The reality is that some of these islands are headed for total annihilation.
A 2014 United Nations report has locked in a 1.3 meter sea level rise over the next 2,000 years, even if we reduce emissions tomorrow.
This was a conservative estimate and other projections suggest that it may already be too late for some populations.
According to the Intergovernmental Panel on Climate Change, a 2 meter rise in sea level will see a displacement of close to two million people. This would wipe out atoll nations across the Pacific.
With global temperatures at a record high over the past 14 months, their future seems hopeless.
Extreme weather events such as the increased frequency and stronger intensity of cyclones, extreme and prolonged droughts, ocean acidification, water table contamination by salt water and coastal erosion are all threatening our Pacific people.
In February, the Fiji islands witnessed the strongest ever cyclone in the southern hemisphere with an estimated $US1.4 billion of damage.
As many as 40% of Fiji’s population was affected and many villages are still recovering in the wake of the destruction. Tropical cyclone Zena also wreaked havoc on Tonga and Fiji in April, killing three people. A similar disaster, severe tropical cyclone Pam in 2015, inundated and destroyed two of Tuvalu’s islands.

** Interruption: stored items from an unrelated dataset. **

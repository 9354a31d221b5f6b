//! The universal agent contract.
//!
//! Every agent, whether an LLM adapter, a shell tool, or an in-process
//! function, implements [`AgentHandler`]: it receives an [`AgentInput`]
//! and produces an [`AgentOutput`] or an [`AgentError`]. Closures get a
//! blanket impl, so `registry.register("echo", |input| async move { .. })`
//! just works.

use async_trait::async_trait;
use chrono::{DateTime, Utc};
use serde::{Deserialize, Serialize};
use std::collections::BTreeMap;
use std::future::Future;
use std::sync::Arc;
use std::time::Duration;
use tokio::task::JoinHandle;
use tokio_util::sync::CancellationToken;

use super::error::AgentError;
use crate::wire;

/// Request payload for one agent invocation.
///
/// Inputs are treated as read-only by the engine; metadata uses a
/// `BTreeMap` so serialized form is deterministic.
#[derive(Debug, Clone, PartialEq, Eq, Serialize, Deserialize)]
pub struct AgentInput {
    #[serde(rename = "TaskID")]
    pub task_id: String,
    #[serde(rename = "RequestID")]
    pub request_id: String,
    #[serde(rename = "Payload", with = "wire::base64_bytes")]
    pub payload: Vec<u8>,
    #[serde(rename = "Metadata", default)]
    pub metadata: BTreeMap<String, String>,
    #[serde(rename = "Timestamp")]
    pub timestamp: DateTime<Utc>,
}

impl AgentInput {
    pub fn new(
        task_id: impl Into<String>,
        request_id: impl Into<String>,
        payload: impl Into<Vec<u8>>,
    ) -> Self {
        Self {
            task_id: task_id.into(),
            request_id: request_id.into(),
            payload: payload.into(),
            metadata: BTreeMap::new(),
            timestamp: Utc::now(),
        }
    }

    pub fn with_metadata(mut self, key: impl Into<String>, value: impl Into<String>) -> Self {
        self.metadata.insert(key.into(), value.into());
        self
    }

    pub fn with_timestamp(mut self, timestamp: DateTime<Utc>) -> Self {
        self.timestamp = timestamp;
        self
    }
}

impl Default for AgentInput {
    fn default() -> Self {
        Self {
            task_id: String::new(),
            request_id: String::new(),
            payload: Vec::new(),
            metadata: BTreeMap::new(),
            timestamp: DateTime::<Utc>::UNIX_EPOCH,
        }
    }
}

/// Response payload from an agent invocation.
#[derive(Debug, Clone, Default, PartialEq, Eq, Serialize, Deserialize)]
pub struct AgentOutput {
    #[serde(rename = "RequestID")]
    pub request_id: String,
    #[serde(rename = "Payload", with = "wire::base64_bytes")]
    pub payload: Vec<u8>,
    #[serde(rename = "Metadata", default)]
    pub metadata: BTreeMap<String, String>,
    #[serde(rename = "Duration", with = "wire::duration_ns")]
    pub duration: Duration,
}

impl AgentOutput {
    pub fn new(request_id: impl Into<String>, payload: impl Into<Vec<u8>>) -> Self {
        Self {
            request_id: request_id.into(),
            payload: payload.into(),
            metadata: BTreeMap::new(),
            duration: Duration::ZERO,
        }
    }

    pub fn with_metadata(mut self, key: impl Into<String>, value: impl Into<String>) -> Self {
        self.metadata.insert(key.into(), value.into());
        self
    }
}

/// Contract implemented by every agent.
///
/// Handlers must be cancellation-friendly: the engine drops or aborts the
/// in-flight future on per-attempt timeout and on run cancellation, so any
/// `.await` inside the handler is a prompt cancellation point.
#[async_trait]
pub trait AgentHandler: Send + Sync {
    async fn handle(&self, input: AgentInput) -> Result<AgentOutput, AgentError>;
}

#[async_trait]
impl<F, Fut> AgentHandler for F
where
    F: Fn(AgentInput) -> Fut + Send + Sync,
    Fut: Future<Output = Result<AgentOutput, AgentError>> + Send,
{
    async fn handle(&self, input: AgentInput) -> Result<AgentOutput, AgentError> {
        (self)(input).await
    }
}

/// Runs one handler call on its own task with a deadline, converting panics
/// and timeouts into [`AgentError`] values.
///
/// The spawned task is aborted when the deadline fires or `cancel` trips, so
/// a stuck agent cannot outlive its attempt.
pub(crate) async fn invoke_guarded(
    handler: Arc<dyn AgentHandler>,
    input: AgentInput,
    deadline: Duration,
    cancel: &CancellationToken,
) -> Result<AgentOutput, AgentError> {
    let mut task: JoinHandle<Result<AgentOutput, AgentError>> =
        tokio::spawn(async move { handler.handle(input).await });

    tokio::select! {
        _ = cancel.cancelled() => {
            task.abort();
            Err(AgentError::Cancelled)
        }
        joined = tokio::time::timeout(deadline, &mut task) => match joined {
            Err(_elapsed) => {
                task.abort();
                Err(AgentError::Timeout)
            }
            Ok(Ok(result)) => result,
            Ok(Err(join_err)) => {
                if join_err.is_panic() {
                    Err(AgentError::Panic(panic_message(join_err.into_panic())))
                } else {
                    Err(AgentError::Cancelled)
                }
            }
        }
    }
}

fn panic_message(payload: Box<dyn std::any::Any + Send>) -> String {
    if let Some(message) = payload.downcast_ref::<&str>() {
        (*message).to_string()
    } else if let Some(message) = payload.downcast_ref::<String>() {
        message.clone()
    } else {
        "unknown panic payload".to_string()
    }
}

#[cfg(test)]
mod tests {
    use super::*;

    fn echo() -> Arc<dyn AgentHandler> {
        Arc::new(|input: AgentInput| async move {
            Ok(AgentOutput::new(input.request_id.clone(), input.payload))
        })
    }

    #[tokio::test]
    async fn closure_handlers_satisfy_the_contract() {
        let handler = echo();
        let out = handler
            .handle(AgentInput::new("t1", "r1", b"hello".to_vec()))
            .await
            .unwrap();
        assert_eq!(out.request_id, "r1");
        assert_eq!(out.payload, b"hello");
    }

    #[tokio::test]
    async fn guarded_call_converts_panics() {
        let handler: Arc<dyn AgentHandler> =
            Arc::new(|_input: AgentInput| async move { panic!("kaboom") });
        let err = invoke_guarded(
            handler,
            AgentInput::default(),
            Duration::from_secs(1),
            &CancellationToken::new(),
        )
        .await
        .unwrap_err();
        assert!(matches!(err, AgentError::Panic(_)));
        assert!(err.to_string().contains("kaboom"));
    }

    #[tokio::test]
    async fn guarded_call_enforces_the_deadline() {
        let handler: Arc<dyn AgentHandler> = Arc::new(|_input: AgentInput| async move {
            tokio::time::sleep(Duration::from_secs(30)).await;
            Ok(AgentOutput::default())
        });
        let err = invoke_guarded(
            handler,
            AgentInput::default(),
            Duration::from_millis(20),
            &CancellationToken::new(),
        )
        .await
        .unwrap_err();
        assert_eq!(err, AgentError::Timeout);
    }

    #[tokio::test]
    async fn guarded_call_honors_cancellation() {
        let handler: Arc<dyn AgentHandler> = Arc::new(|_input: AgentInput| async move {
            tokio::time::sleep(Duration::from_secs(30)).await;
            Ok(AgentOutput::default())
        });
        let cancel = CancellationToken::new();
        cancel.cancel();
        let err = invoke_guarded(
            handler,
            AgentInput::default(),
            Duration::from_secs(30),
            &cancel,
        )
        .await
        .unwrap_err();
        assert_eq!(err, AgentError::Cancelled);
    }
}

In his remarks to the UN in New York, Tuvalu’s envoy, Sunema Pie Simati, said the country has lost four islands since 2000.
Vanuatu, Solomon Islands and Kiribati have recently faced similar disasters and the terrifying consequences have lead to redefining the concept of security in the 21st century.

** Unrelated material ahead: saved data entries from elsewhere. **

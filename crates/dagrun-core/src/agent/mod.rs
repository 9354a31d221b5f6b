//! Agent contract, invocation errors, and the versioned registry.

mod error;
mod registry;
mod types;

pub use error::{AgentError, RegistryError};
pub use registry::{versioned_id, Registry, DEFAULT_VERSION};
pub use types::{AgentHandler, AgentInput, AgentOutput};

pub(crate) use types::invoke_guarded;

The 2015-2016 El Nino events affected 2.7 million people in Papua New Guinea, where the government spent more than $US60 million in development funds. This was one of the worst droughts to hit the Pacific. The UN estimated around 4.3 million people in 12 Pacific countries were affected.
The concern of the scattered island nations is existential.
Geographically isolated and scattered over the world’s largest ocean with minimal ability to cope with the impacts of climate change, they are running for their lives. According to the UN’s science panel, a one meter sea level rise will exterminate 15% of the Pacific islands.
So it is important to keep the globe’s temperature within 1.5 degrees above the pre-industrial level.
For Pacific island countries and, more importantly, the smaller atoll nations, the stakes are high. To avoid the worst consequences of losing their land, heritage and country it is crucial to not exceed this limit.
The felt changes in the intensity and frequency of tidal surges, storms, droughts, water table contamination, disease spread, bleached coral reefs, coupled with tectonic disasters, are already overwhelming.
We must respect the right to live and exist and to save our future. As stated by UN Secretary-General Ban Ki-moon, the small islands are a magnifying glass; exposing the vulnerabilities that all countries around the world may face in the future.
Pacific island countries are planting trees to combat climate change. They are moving towards a low-carbon energy future. They are developing policies and strategies to create a conducive environment for research and development.
And they know the world needs to act now because, if it fails to do so, it will condemn our future and the future of everyone on the planet.
Otherwise, in the end, there will be no winner.